The sentiment applies directly to the pages of Isbell's own life, one fortified by the strengths of a new family life and recovery from a crippling alcohol addiction. While Something More Than Free boasts the lightest and dare we say sweetest tone musically of any record he has cut, it's not built on the promise of easy, happy endings.
What you hear musically are songs seasoned with a sense of folkish invitation that could be viewed rightly as Americana bordering on substantive country music (if there is such a thing anymore). But lyrically, much of the album flirts with combustion. The extraordinary 24 Frames effortlessly reflects such a tentative balance. The melody floats along like a 1987-era John Mellencamp song, complete with wife Amanda Shires coloring the music on fiddle in a manner highly similar to what Lisa Germano did for the celebrated Hoosier more than 25 years ago. While the storyline is an affirmation of family and hope, the shadows following it are long and dark, as is the succinct depiction Isbell provides of faith as well as his own state of mind ("like a pipe bomb ready to blow").
The subtle turbulence swerves in numerous directions throughout Something Closer to Free. On Children of Children, a saga of impending teenage parenthood unfolds under a love story fragile enough to implode at any moment ("You and I were almost nothing, we'd pray to God that God was bluffing") and a bittersweet acoustic melody that could have been fashioned by Neil Young 40 years ago. The small-town restlessness of Speed Trap Town is equally unsettling ("a boy's last dream and a man's first loss").

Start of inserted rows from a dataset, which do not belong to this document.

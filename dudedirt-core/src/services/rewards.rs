// File: dudedirt-core/src/services/rewards.rs
//
// The seeds ledger. Balances are always derived from the append-only
// transaction log; there is no stored running total to drift.

use std::sync::Arc;

use tracing::info;
use uuid::Uuid;

use dudedirt_common::models::{
    PointReason, PointTransaction, RedemptionOption, SERVICE_COMPLETED_SEEDS, WELCOME_BONUS_SEEDS,
};
use dudedirt_common::traits::repository_traits::{
    BookingRepository, CatalogRepository, PointTransactionRepository,
};

use crate::Error;

pub struct RewardsLedger {
    points: Arc<dyn PointTransactionRepository>,
    catalog: Arc<dyn CatalogRepository>,
    bookings: Arc<dyn BookingRepository>,
}

impl RewardsLedger {
    pub fn new(
        points: Arc<dyn PointTransactionRepository>,
        catalog: Arc<dyn CatalogRepository>,
        bookings: Arc<dyn BookingRepository>,
    ) -> Self {
        Self {
            points,
            catalog,
            bookings,
        }
    }

    pub async fn balance(&self, user_id: Uuid) -> Result<i64, Error> {
        self.points.balance(user_id).await
    }

    /// Full statement, newest first (the points page).
    pub async fn history(&self, user_id: Uuid) -> Result<Vec<PointTransaction>, Error> {
        self.points.list_for_user(user_id).await
    }

    /// Every redemption whose cost fits within the current balance.
    pub async fn eligible_redemptions(&self, user_id: Uuid) -> Result<Vec<RedemptionOption>, Error> {
        let balance = self.points.balance(user_id).await?;
        let options = self.catalog.list_redemption_options().await?;
        Ok(options.into_iter().filter(|o| o.cost <= balance).collect())
    }

    /// Spend seeds on a redemption option. The balance is re-checked against
    /// the latest ledger state inside the repository transaction, so two
    /// concurrent redemptions cannot both succeed against one balance.
    pub async fn redeem(&self, user_id: Uuid, option_id: i64) -> Result<PointTransaction, Error> {
        let option = self
            .catalog
            .get_redemption_option(option_id)
            .await?
            .ok_or_else(|| Error::NotFound(format!("redemption option {}", option_id)))?;

        let entry = self.points.append_debit(user_id, option.cost).await?;
        info!(
            "user {} redeemed '{}' for {} seeds",
            user_id, option.name, option.cost
        );
        Ok(entry)
    }

    /// +100 seeds when a booking reaches `completed`. Idempotent per booking:
    /// a retry fails with `AlreadyAwarded` and the balance reflects only one
    /// award.
    pub async fn award_completion(&self, booking_id: Uuid) -> Result<PointTransaction, Error> {
        let booking = self
            .bookings
            .get(booking_id)
            .await?
            .ok_or_else(|| Error::NotFound(format!("booking {}", booking_id)))?;

        let entry = self
            .points
            .award_completion_once(booking_id, booking.user_id, SERVICE_COMPLETED_SEEDS)
            .await?;
        info!(
            "awarded {} completion seeds to user {} for booking {}",
            entry.amount, booking.user_id, booking_id
        );
        Ok(entry)
    }

    /// +500 seeds, appended exactly once by the registration flow.
    pub async fn append_welcome_bonus(&self, user_id: Uuid) -> Result<PointTransaction, Error> {
        let entry =
            PointTransaction::new(user_id, WELCOME_BONUS_SEEDS, PointReason::WelcomeBonus, None);
        self.points.append(&entry).await?;
        Ok(entry)
    }
}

Of particular interest is Palmetto Rose, an ode to South Carolina that obviously predated last month's horrific hate crime killings and the subsequent Confederate flag controversy. It honors certain elements of faith and folklore ("Lord, let me die in the Iodine State") but dismisses more antiquated and inaccurate historical notions, like the lawless native spewing some "(expletive) story about the Civil War."
That sums up the uneasy embrace of Something More Than Free, a record of modest but hardly lasting victories as well as the monumental costs tied to them.